Considered one of Africa’s most stable countries politically, Botswana is the continent’s longest continuous multi-party democracy. It is relatively free of corruption and has a good human rights record. The ruling Botswana Democratic Party has been in power since 1966, and in April 2018, Mokgweetsi Masisi took over from Ian Khama to become president.
Although Botswana has a history of being well governed, it has several areas of concern regarding governance of the country. These were recently outlined by various civil society organisations in 2020 and 2021, and include issues such as human rights, food security, separation of powers, education, sustainable development and natural resource management.
Botswana’s banking industry consists of 10 foreign-owned commercial banks and three statutory banks. Commercial banks hold 91% of total loans and advances, and 93% of total assets. Non-bank finance institutions include micro lenders, pawn shops, and finance and leasing companies. The country has just over 500 ATMs and around 200 branches serving an adult population of about 1.5 million people.
Botswana offers several incentives for investors, such as no foreign exchange controls, remittance and full repatriation of profits and dividends, and no restrictions on business ownership.

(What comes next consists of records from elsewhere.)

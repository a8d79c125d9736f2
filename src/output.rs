//! Output serialization for responses.
//!
//! The target format is chosen by file extension: `.json` for an indented
//! JSON document, `.csv` for a header row plus one row per record. Anything
//! else is rejected before the file is touched.

use std::path::Path;

use serde_json::Value;

use crate::error::{RestError, Result};

/// Output format options
#[derive(Debug, Clone, Copy, PartialEq, Eq)]
pub enum OutputFormat {
    Json,
    Csv,
}

impl OutputFormat {
    /// Select the format from a file path ending in `.json` or `.csv`.
    ///
    /// # Errors
    ///
    /// Returns [`RestError::UnsupportedFormat`] for any other path,
    /// including paths with no extension.
    pub fn from_path(path: &Path) -> Result<Self> {
        let name = path.file_name().and_then(|n| n.to_str()).unwrap_or_default();

        // Suffix check rather than Path::extension, so a bare dotfile
        // target like `.json` still selects a format.
        if name.ends_with(".json") {
            Ok(OutputFormat::Json)
        } else if name.ends_with(".csv") {
            Ok(OutputFormat::Csv)
        } else {
            match path.extension().and_then(|e| e.to_str()) {
                Some(ext) => Err(RestError::UnsupportedFormat(ext.to_string())),
                None => Err(RestError::UnsupportedFormat(path.display().to_string())),
            }
        }
    }
}

/// Write a JSON value to a file in the format selected by its extension.
///
/// The whole document is rendered in memory and written with a single
/// `fs::write`, so format and shape failures are detected before the file
/// is created and a failed write never leaves a partial file behind.
///
/// # Errors
///
/// Returns an error if:
/// - The path's extension is not `.json` or `.csv`
/// - The value cannot be laid out as CSV rows (for `.csv` targets)
/// - The file cannot be written
pub fn write_to_file(value: &Value, path: &Path) -> Result<()> {
    let bytes = match OutputFormat::from_path(path)? {
        OutputFormat::Json => render_json(value)?,
        OutputFormat::Csv => render_csv(value)?,
    };

    std::fs::write(path, bytes)?;
    Ok(())
}

/// Render a value as an indented JSON document with a trailing newline.
fn render_json(value: &Value) -> Result<Vec<u8>> {
    let mut bytes = serde_json::to_vec_pretty(value).map_err(|e| {
        RestError::Io(std::io::Error::other(format!(
            "JSON serialization failed: {}",
            e
        )))
    })?;
    bytes.push(b'\n');
    Ok(bytes)
}

/// Render a value as CSV: header from the first record's keys, then one
/// row per record in sequence order.
///
/// The value must be a non-empty array of objects sharing a single key
/// set; anything else is an [`RestError::UnsupportedShape`].
fn render_csv(value: &Value) -> Result<Vec<u8>> {
    let records = match value {
        Value::Array(records) => records,
        other => {
            return Err(RestError::UnsupportedShape(format!(
                "expected an array of records, got {}",
                value_kind(other)
            )))
        }
    };

    if records.is_empty() {
        return Err(RestError::UnsupportedShape(
            "expected a non-empty array of records".to_string(),
        ));
    }

    let first = records[0].as_object().ok_or_else(|| {
        RestError::UnsupportedShape(format!(
            "expected an array of objects, record 0 is {}",
            value_kind(&records[0])
        ))
    })?;
    let header: Vec<&str> = first.keys().map(String::as_str).collect();

    let mut writer = csv::Writer::from_writer(Vec::new());
    writer.write_record(&header)?;

    for (index, record) in records.iter().enumerate() {
        let fields = record.as_object().ok_or_else(|| {
            RestError::UnsupportedShape(format!(
                "expected an array of objects, record {} is {}",
                index,
                value_kind(record)
            ))
        })?;

        if fields.len() != header.len() || !header.iter().all(|k| fields.contains_key(*k)) {
            return Err(RestError::UnsupportedShape(format!(
                "record {} does not match the header keys of record 0",
                index
            )));
        }

        let row: Vec<String> = header
            .iter()
            .map(|key| render_cell(&fields[*key]))
            .collect();
        writer.write_record(&row)?;
    }

    writer
        .into_inner()
        .map_err(|e| RestError::Io(std::io::Error::other(e.to_string())))
}

/// Render a single CSV cell: strings raw, null empty, scalars via their
/// JSON text, nested values as compact JSON.
fn render_cell(value: &Value) -> String {
    match value {
        Value::Null => String::new(),
        Value::String(s) => s.clone(),
        other => other.to_string(),
    }
}

fn value_kind(value: &Value) -> &'static str {
    match value {
        Value::Null => "null",
        Value::Bool(_) => "a boolean",
        Value::Number(_) => "a number",
        Value::String(_) => "a string",
        Value::Array(_) => "an array",
        Value::Object(_) => "an object",
    }
}
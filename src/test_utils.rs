//! Test utilities for CLI testing
//!
//! Provides a mock JSON API server (JSONPlaceholder-shaped) and test
//! helpers for integration testing.

use anyhow::Result;
use axum::{
    extract::{Path, State},
    http::StatusCode,
    response::Json,
    routing::{get, post},
    Router,
};
use serde_json::{json, Value};
use std::sync::{Arc, Mutex};
use std::time::Duration;
use tokio::net::TcpListener;

/// Mock server state
#[derive(Debug, Clone)]
pub struct MockServerState {
    /// Stored posts, served by `/posts` and `/posts/:id`
    pub posts: Arc<Mutex<Vec<Value>>>,
    /// Id assigned to the next created resource
    pub next_id: Arc<Mutex<u64>>,
}

impl Default for MockServerState {
    fn default() -> Self {
        let posts = vec![
            json!({"userId": 1, "id": 1, "title": "first post", "body": "hello"}),
            json!({"userId": 1, "id": 2, "title": "second post", "body": "world"}),
            json!({"userId": 2, "id": 3, "title": "third post", "body": "again"}),
        ];

        Self {
            posts: Arc::new(Mutex::new(posts)),
            next_id: Arc::new(Mutex::new(101)),
        }
    }
}

/// Mock JSON API server
#[derive(Debug, Default)]
pub struct MockServer {
    state: MockServerState,
    port: u16,
}

impl MockServer {
    /// Create a new mock server
    pub fn new() -> Self {
        Self::default()
    }

    /// Start the mock server and return the base URL
    pub async fn start(mut self) -> Result<(Self, String)> {
        let app = self.create_router();

        let listener = TcpListener::bind("127.0.0.1:0").await?;
        let addr = listener.local_addr()?;
        self.port = addr.port();

        let base_url = format!("http://127.0.0.1:{}", self.port);

        tokio::spawn(async move {
            if let Err(e) = axum::serve(listener, app).await {
                eprintln!("Mock server error: {}", e);
            }
        });

        // Give the server a moment to start and verify it's running
        for _ in 0..20 {
            tokio::time::sleep(Duration::from_millis(20)).await;
            if tokio::net::TcpStream::connect(("127.0.0.1", self.port))
                .await
                .is_ok()
            {
                break;
            }
        }

        Ok((self, base_url))
    }

    /// Get the server port
    pub fn port(&self) -> u16 {
        self.port
    }

    /// Get a reference to the server state
    pub fn state(&self) -> &MockServerState {
        &self.state
    }

    /// Create the mock server router
    fn create_router(&self) -> Router {
        Router::new()
            .route("/", get(root_handler))
            .route("/posts", get(list_posts_handler))
            .route("/posts", post(create_post_handler))
            .route("/posts/:id", get(get_post_handler))
            .route("/error", get(error_handler))
            .route("/garbage", get(garbage_handler))
            .with_state(self.state.clone())
    }
}

// Handler functions

async fn root_handler() -> Json<Value> {
    Json(json!({
        "service": "mock JSON API",
        "status": "ok"
    }))
}

async fn list_posts_handler(State(state): State<MockServerState>) -> Json<Value> {
    let posts = state.posts.lock().unwrap().clone();
    Json(Value::Array(posts))
}

async fn get_post_handler(
    Path(id): Path<u64>,
    State(state): State<MockServerState>,
) -> Result<Json<Value>, StatusCode> {
    let posts = state.posts.lock().unwrap();
    posts
        .iter()
        .find(|p| p["id"] == json!(id))
        .cloned()
        .map(Json)
        .ok_or(StatusCode::NOT_FOUND)
}

async fn create_post_handler(
    State(state): State<MockServerState>,
    Json(body): Json<Value>,
) -> (StatusCode, Json<Value>) {
    let mut next_id = state.next_id.lock().unwrap();
    let id = *next_id;
    *next_id += 1;

    // Echo the submitted fields plus the assigned id, like JSONPlaceholder
    let mut created = match body {
        Value::Object(fields) => fields,
        other => {
            let mut fields = serde_json::Map::new();
            fields.insert("data".to_string(), other);
            fields
        }
    };
    created.insert("id".to_string(), json!(id));

    (StatusCode::CREATED, Json(Value::Object(created)))
}

async fn error_handler() -> (StatusCode, Json<Value>) {
    (
        StatusCode::INTERNAL_SERVER_ERROR,
        Json(json!({"error": "boom"})),
    )
}

async fn garbage_handler() -> (StatusCode, String) {
    (StatusCode::OK, "this is not json".to_string())
}
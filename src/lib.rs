//! restctl library
//!
//! Core functionality for the restctl command-line REST client.
//!
//! # Public API
//!
//! The primary public API is [`client::ApiClient`], which dispatches a
//! single GET or POST request and returns the parsed JSON response, and
//! [`output::write_to_file`], which serializes a response as JSON or CSV.
//! Configuration types are available via [`config::CliConfig`] and
//! [`config::ConfigBuilder`].
//!
//! ```no_run
//! use restctl::client::{ApiClient, Method};
//!
//! # async fn example() -> restctl::error::Result<()> {
//! let client = ApiClient::with_config(
//!     "https://jsonplaceholder.typicode.com".to_string(),
//!     30, // timeout in seconds
//! )?;
//!
//! let post = client.dispatch(Method::Get, "/posts/1", None).await?;
//! println!("{}", post["title"]);
//! # Ok(())
//! # }
//! ```

// Internal CLI implementation - not part of public API
#[doc(hidden)]
pub mod cli;

/// HTTP client for dispatching requests to the remote API.
pub mod client;

/// Configuration types for the CLI tool.
pub mod config;

/// Tagged error type covering every failure category.
pub mod error;

// Internal formatting functions - not part of public API
#[doc(hidden)]
pub mod format;

/// Output serialization (JSON and CSV files).
pub mod output;

// Mock API server for integration tests - not part of public API
#[doc(hidden)]
pub mod test_utils;
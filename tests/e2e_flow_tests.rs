//! End-to-end flows: dispatch against the mock API, then serialize the
//! response the way the CLI does.

use anyhow::Result;
use serde_json::Value;

use restctl::cli::handle_request;
use restctl::client::{ApiClient, Method};
use restctl::error::RestError;
use restctl::output::write_to_file;
use restctl::test_utils::MockServer;

#[tokio::test]
async fn test_handle_request_saves_to_output_file() -> Result<()> {
    let (_server, url) = MockServer::new().start().await?;
    let client = ApiClient::with_config(url, 5)?;
    let dir = tempfile::tempdir()?;
    let path = dir.path().join("post.json");

    // Full driver path: dispatch, write, success line
    handle_request(&client, Method::Get, "/posts/1", Some(&path), false).await?;

    let saved: Value = serde_json::from_str(&std::fs::read_to_string(&path)?)?;
    assert_eq!(saved["id"], 1);
    assert_eq!(saved["userId"], 1);
    assert_eq!(saved["title"], "first post");

    Ok(())
}

#[tokio::test]
async fn test_handle_request_prints_without_output_file() -> Result<()> {
    let (_server, url) = MockServer::new().start().await?;
    let client = ApiClient::with_config(url, 5)?;

    // No output path: the response goes to stdout as indented JSON
    // (rendering is covered by the render_response unit test)
    handle_request(&client, Method::Get, "/posts/1", None, false).await?;

    Ok(())
}

#[tokio::test]
async fn test_handle_request_propagates_dispatch_failure() -> Result<()> {
    let (_server, url) = MockServer::new().start().await?;
    let client = ApiClient::with_config(url, 5)?;
    let dir = tempfile::tempdir()?;
    let path = dir.path().join("post.json");

    let result = handle_request(&client, Method::Get, "/posts/999", Some(&path), false).await;

    // Dispatch failed, so no output step runs and no file appears
    assert!(result.is_err());
    assert!(!path.exists());

    Ok(())
}

#[tokio::test]
async fn test_get_and_save_json() -> Result<()> {
    let (_server, url) = MockServer::new().start().await?;
    let client = ApiClient::with_config(url, 5)?;
    let dir = tempfile::tempdir()?;
    let path = dir.path().join("post.json");

    let post = client.dispatch(Method::Get, "/posts/1", None).await?;
    write_to_file(&post, &path)?;

    let saved: Value = serde_json::from_str(&std::fs::read_to_string(&path)?)?;
    assert_eq!(saved, post);

    Ok(())
}

#[tokio::test]
async fn test_get_collection_and_save_csv() -> Result<()> {
    let (_server, url) = MockServer::new().start().await?;
    let client = ApiClient::with_config(url, 5)?;
    let dir = tempfile::tempdir()?;
    let path = dir.path().join("posts.csv");

    let posts = client.dispatch(Method::Get, "/posts", None).await?;
    write_to_file(&posts, &path)?;

    let content = std::fs::read_to_string(&path)?;
    let lines: Vec<&str> = content.lines().collect();

    // Header from the first record's keys, one row per record
    assert_eq!(lines[0], "userId,id,title,body");
    assert_eq!(lines.len(), 1 + posts.as_array().unwrap().len());
    assert!(lines[1].contains("first post"));

    Ok(())
}

#[tokio::test]
async fn test_single_object_cannot_be_saved_as_csv() -> Result<()> {
    let (_server, url) = MockServer::new().start().await?;
    let client = ApiClient::with_config(url, 5)?;
    let dir = tempfile::tempdir()?;
    let path = dir.path().join("post.csv");

    let post = client.dispatch(Method::Get, "/posts/1", None).await?;
    let err = write_to_file(&post, &path).unwrap_err();

    assert!(matches!(err, RestError::UnsupportedShape(_)));
    assert!(!path.exists());

    Ok(())
}

#[tokio::test]
async fn test_unsupported_extension_is_rejected() -> Result<()> {
    let (_server, url) = MockServer::new().start().await?;
    let client = ApiClient::with_config(url, 5)?;
    let dir = tempfile::tempdir()?;
    let path = dir.path().join("post.txt");

    let post = client.dispatch(Method::Get, "/posts/1", None).await?;
    let err = write_to_file(&post, &path).unwrap_err();

    assert!(matches!(err, RestError::UnsupportedFormat(_)));
    assert!(!path.exists());

    Ok(())
}
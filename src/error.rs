//! Error types for restctl operations

use thiserror::Error;

/// Error type covering every failure category of the tool.
///
/// Each variant is one reportable condition; callers can match on the
/// variant instead of parsing diagnostic text.
#[derive(Error, Debug)]
pub enum RestError {
    /// Network failure, timeout, non-2xx status, or malformed response body
    #[error("request to {endpoint} failed: {reason}")]
    Request { endpoint: String, reason: String },

    /// Method other than GET or POST
    #[error("invalid method '{0}': supported methods are get and post")]
    InvalidMethod(String),

    /// Input text that is not valid JSON
    #[error("error decoding JSON data: {0}")]
    JsonDecode(String),

    /// Output path with an extension other than .json or .csv
    #[error("invalid output file format '{0}': supported formats are json and csv")]
    UnsupportedFormat(String),

    /// Value that cannot be laid out as CSV rows
    #[error("cannot write CSV: {0}")]
    UnsupportedShape(String),

    /// I/O errors
    #[error("I/O error: {0}")]
    Io(#[from] std::io::Error),
}

/// Result type alias for restctl operations
pub type Result<T> = std::result::Result<T, RestError>;

impl From<csv::Error> for RestError {
    fn from(err: csv::Error) -> Self {
        match err.into_kind() {
            csv::ErrorKind::Io(e) => RestError::Io(e),
            other => RestError::Io(std::io::Error::other(format!("{:?}", other))),
        }
    }
}

#[cfg(test)]
mod tests {
    use super::*;

    #[test]
    fn test_error_display() {
        let err = RestError::Request {
            endpoint: "/posts/1".to_string(),
            reason: "connection refused".to_string(),
        };
        assert_eq!(
            format!("{}", err),
            "request to /posts/1 failed: connection refused"
        );

        let err = RestError::InvalidMethod("put".to_string());
        assert_eq!(
            format!("{}", err),
            "invalid method 'put': supported methods are get and post"
        );

        let err = RestError::UnsupportedFormat("txt".to_string());
        assert_eq!(
            format!("{}", err),
            "invalid output file format 'txt': supported formats are json and csv"
        );

        let err = RestError::UnsupportedShape("value is not an array".to_string());
        assert_eq!(format!("{}", err), "cannot write CSV: value is not an array");
    }

    #[test]
    fn test_io_error_conversion() {
        let io_err = std::io::Error::new(std::io::ErrorKind::NotFound, "file not found");
        let rest_err: RestError = io_err.into();

        match rest_err {
            RestError::Io(e) => {
                assert_eq!(e.kind(), std::io::ErrorKind::NotFound);
            }
            _ => panic!("Expected Io error"),
        }
    }

    #[test]
    fn test_csv_error_conversion() {
        let io_err = std::io::Error::new(std::io::ErrorKind::PermissionDenied, "denied");
        let csv_err = csv::Error::from(io_err);
        let rest_err: RestError = csv_err.into();

        match rest_err {
            RestError::Io(e) => {
                assert_eq!(e.kind(), std::io::ErrorKind::PermissionDenied);
            }
            _ => panic!("Expected Io error"),
        }
    }
}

In April 2021, Moody’s downgraded Botswana’s sovereign credit rating for long-term bonds from ‘A2’ to ‘A3’ due to the coronavirus pandemic, but changed the outlook from negative to stable. The S&P in the September 2021 release, maintained the country’s sovereign credit rating for long and short term foreign and local currency sovereign credit at “BBB+/A-2”. However, S&P revised the economic outlook from negative to stable on account of anticipated rebound in Botswana’s economic growth, partially led by the diamond mining recovery.